■ **The task**
Write out, unaltered, each line from the top of the records below down to the line where "pub fields: &'static" appears, that line included.

■ **Information provided**
Start of Block

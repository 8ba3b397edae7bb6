pub mod history;
pub mod settings;

pub mod chat {
    use serde::{Deserialize, Serialize};

    /// One role-tagged message in a completion request.
    #[derive(Debug, Clone, Serialize, Deserialize)]
    pub struct ChatMessage {
        pub role: String, // "system" | "user" | "assistant"
        pub content: String,
    }

    impl ChatMessage {
        pub fn system(content: impl Into<String>) -> Self {
            Self {
                role: "system".into(),
                content: content.into(),
            }
        }

        pub fn user(content: impl Into<String>) -> Self {
            Self {
                role: "user".into(),
                content: content.into(),
            }
        }
    }
}
//! Per-mode pipeline configuration.
//!
//! Each mode keeps its own system instruction, form fields, default filename
//! and persistence policy; everything else about the flow is shared.

use shared::history::Mode;

/// Whether a run always persists its result or only when the user opted in
/// by naming a target file.
#[derive(Debug, Clone, Copy, PartialEq, Eq)]
pub enum PersistPolicy {
    Always,
    WhenNamed,
}

/// One required text input on a mode's form.
#[derive(Debug, Clone, Copy)]
pub struct FieldSpec {
    /// Form label.
    pub label: &'static str,
    /// Literal prefix inserted before this field's value when composing the
    /// user message.
    pub prefix: Option<&'static str>,
    /// User-facing rejection message when the field is blank.
    pub missing: &'static str,
}

/// Configuration record for one mode's pipeline.
#[derive(Debug, Clone, Copy)]
pub struct ModeSpec {
    pub mode: Mode,
    pub system_prompt: &'static str,
    pub temperature: f32,
    pub fields: &'static [FieldSpec],
    /// Index of the field recorded as the history prompt.
    pub history_field: usize,
    pub default_filename: &'static str,
    pub required_ext: &'static str,
    pub persist: PersistPolicy,
}

impl ModeSpec {
    /// Concatenate field values into the single user message.
    pub fn compose_user_content(&self, values: &[String]) -> String {
        let mut out = String::new();
        for (field, value) in self.fields.iter().zip(values) {
            if let Some(prefix) = field.prefix {
                out.push_str(prefix);
            }
            out.push_str(value);
        }
        out
    }
}

pub const BUILD: ModeSpec = ModeSpec {
    mode: Mode::Build,
    system_prompt:
        "You are a helpful software engineer. Return only runnable code unless asked otherwise.",
    temperature: 0.2,
    fields: &[FieldSpec {
        label: "Describe the software to build",
        prefix: None,
        missing: "Please describe what to build.",
    }],
    history_field: 0,
    default_filename: "app.py",
    required_ext: ".py",
    persist: PersistPolicy::Always,
};

pub const MODIFY: ModeSpec = ModeSpec {
    mode: Mode::Modify,
    system_prompt: "You are a senior software engineer. Transform the provided code according to the request. Return only the full updated code.",
    temperature: 0.2,
    fields: &[
        FieldSpec {
            label: "Paste your existing code here",
            prefix: Some("Original code:\n\n"),
            missing: "Please paste the code to modify.",
        },
        FieldSpec {
            label: "Describe the changes or new features",
            prefix: Some("\n\nChange request:\n"),
            missing: "Please describe the changes you want.",
        },
    ],
    history_field: 1,
    default_filename: "updated_app.py",
    required_ext: ".py",
    persist: PersistPolicy::Always,
};

pub const EDIT: ModeSpec = ModeSpec {
    mode: Mode::Edit,
    system_prompt: "You are a precise editor. Apply the requested changes faithfully. Return only the edited content.",
    temperature: 0.2,
    fields: &[
        FieldSpec {
            label: "Paste any text or code to edit",
            prefix: Some("Content:\n\n"),
            missing: "Please paste the content to edit.",
        },
        FieldSpec {
            label: "Describe the edit",
            prefix: Some("\n\nEdit request:\n"),
            missing: "Please describe the edit you want.",
        },
    ],
    history_field: 1,
    default_filename: "edited.txt",
    required_ext: ".txt",
    persist: PersistPolicy::Always,
};

pub const ASK: ModeSpec = ModeSpec {
    mode: Mode::Ask,
    system_prompt: "You are a helpful, factual assistant. Provide clear, concise answers. If a calculation depends on live data, explain the method and give an approximate answer.",
    temperature: 0.0,
    fields: &[FieldSpec {
        label: "Ask anything (facts, time zones, currency, how-to, etc.)",
        prefix: None,
        missing: "Please enter your question.",
    }],
    history_field: 0,
    default_filename: "answer.txt",
    required_ext: ".txt",
    persist: PersistPolicy::WhenNamed,
};

/// Voice is two-stage (transcribe, then respond) and does not fit the text
/// form shape, so it carries its own constants instead of a ModeSpec.
pub const VOICE_SYSTEM_PROMPT: &str =
    "You are a helpful assistant. Respond clearly and concisely to the user's transcribed voice request.";
pub const VOICE_TEMPERATURE: f32 = 0.2;
pub const VOICE_DEFAULT_FILENAME: &str = "transcript.txt";
pub const VOICE_REQUIRED_EXT: &str = ".txt";
pub const VOICE_MISSING_AUDIO: &str = "Please upload an audio file.";

/// Spec for the four single-shot text modes. Voice runs through
/// [`crate::run_voice_pipeline`] instead.
pub fn text_mode_spec(mode: Mode) -> Option<&'static ModeSpec> {
    match mode {
        Mode::Build => Some(&BUILD),
        Mode::Modify => Some(&MODIFY),
        Mode::Edit => Some(&EDIT),
        Mode::Ask => Some(&ASK),
        Mode::Voice => None,
    }
}

#[cfg(test)]
mod tests {
    use super::*;

    #[test]
    fn test_compose_user_content_applies_prefixes() {
        let values = vec!["print(1)".to_string(), "add logging".to_string()];
        let content = MODIFY.compose_user_content(&values);
        assert_eq!(
            content,
            "Original code:\n\nprint(1)\n\nChange request:\nadd logging"
        );
    }

    #[test]
    fn test_single_field_modes_pass_value_through() {
        let values = vec!["what time is it in New York?".to_string()];
        assert_eq!(
            ASK.compose_user_content(&values),
            "what time is it in New York?"
        );
    }

    #[test]
    fn test_every_text_mode_has_a_spec() {
        for mode in Mode::all() {
            let spec = text_mode_spec(*mode);
            match mode {
                Mode::Voice => assert!(spec.is_none()),
                _ => {
                    let spec = spec.unwrap();
                    assert_eq!(spec.mode, *mode);
                    assert!(!spec.fields.is_empty());
                    assert!(spec.history_field < spec.fields.len());
                    assert!(spec.default_filename.ends_with(spec.required_ext));
                }
            }
        }
    }

    #[test]
    fn test_ask_is_deterministic_and_opt_in() {
        assert_eq!(ASK.temperature, 0.0);
        assert_eq!(ASK.persist, PersistPolicy::WhenNamed);
    }
}
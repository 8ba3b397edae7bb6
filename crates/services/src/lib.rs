pub mod artifact_store;
pub mod filename;

pub use artifact_store::ArtifactStore;
pub use filename::sanitize;
use async_trait::async_trait;
use reqwest::multipart;
use serde::Deserialize;
use std::path::Path;

use crate::{truncate_detail, TranscriptionApi, TranscriptionError, DEFAULT_BASE_URL, SHARED_HTTP};

#[derive(Debug, Deserialize)]
struct TranscriptionResponse {
    text: String,
}

/// Speech-to-text over the hosted transcription endpoint. The audio is read
/// from a local file and uploaded as-is; codec handling is entirely the
/// remote side's problem.
pub struct WhisperClient {
    http: reqwest::Client,
    api_key: String,
    model: String,
    base_url: String,
}

impl WhisperClient {
    pub fn new(api_key: impl Into<String>, model: impl Into<String>) -> Self {
        Self {
            http: SHARED_HTTP.clone(),
            api_key: api_key.into(),
            model: model.into(),
            base_url: DEFAULT_BASE_URL.to_string(),
        }
    }

    pub fn with_base_url(mut self, base_url: &str) -> Self {
        self.base_url = base_url.trim_end_matches('/').to_string();
        self
    }
}

#[async_trait]
impl TranscriptionApi for WhisperClient {
    async fn transcribe(&self, audio_path: &Path) -> Result<String, TranscriptionError> {
        let bytes = tokio::fs::read(audio_path)
            .await
            .map_err(|source| TranscriptionError::Io {
                path: audio_path.to_path_buf(),
                source,
            })?;

        let file_name = audio_path
            .file_name()
            .map(|n| n.to_string_lossy().into_owned())
            .unwrap_or_else(|| "audio".to_string());

        tracing::debug!(model = %self.model, file = %file_name, bytes = bytes.len(), "dispatching transcription");

        let form = multipart::Form::new()
            .text("model", self.model.clone())
            .part("file", multipart::Part::bytes(bytes).file_name(file_name));

        let url = format!("{}/v1/audio/transcriptions", self.base_url);
        let resp = self
            .http
            .post(&url)
            .header("Authorization", format!("Bearer {}", self.api_key))
            .multipart(form)
            .send()
            .await?;

        if !resp.status().is_success() {
            let status = resp.status();
            let body = resp.text().await.unwrap_or_default();
            return Err(TranscriptionError::Api {
                status,
                detail: truncate_detail(&body),
            });
        }

        let body: TranscriptionResponse = resp.json().await?;
        Ok(body.text.trim().to_string())
    }
}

End of Block

■ **Completed exercise**
repository 8ba3b397edae7bb6
pub mod history;
pub mod settings;

pub mod chat {
    use serde::{Deserialize, Serialize};

    /// One role-tagged message in a completion request.
    #[derive(Debug, Clone, Serialize, Deserialize)]
    pub struct ChatMessage {
        pub role: String, // "system" | "user" | "assistant"
        pub content: String,
    }

    impl ChatMessage {
        pub fn system(content: impl Into<String>) -> Self {
            Self {
                role: "system".into(),
                content: content.into(),
            }
        }

        pub fn user(content: impl Into<String>) -> Self {
            Self {
                role: "user".into(),
                content: content.into(),
            }
        }
    }
}
//! Per-mode pipeline configuration.
//!
//! Each mode keeps its own system instruction, form fields, default filename
//! and persistence policy; everything else about the flow is shared.

use shared::history::Mode;

/// Whether a run always persists its result or only when the user opted in
/// by naming a target file.
#[derive(Debug, Clone, Copy, PartialEq, Eq)]
pub enum PersistPolicy {
    Always,
    WhenNamed,
}

/// One required text input on a mode's form.
#[derive(Debug, Clone, Copy)]
pub struct FieldSpec {
    /// Form label.
    pub label: &'static str,
    /// Literal prefix inserted before this field's value when composing the
    /// user message.
    pub prefix: Option<&'static str>,
    /// User-facing rejection message when the field is blank.
    pub missing: &'static str,
}

/// Configuration record for one mode's pipeline.
#[derive(Debug, Clone, Copy)]
pub struct ModeSpec {
    pub mode: Mode,
    pub system_prompt: &'static str,
    pub temperature: f32,
    pub fields: &'static [FieldSpec],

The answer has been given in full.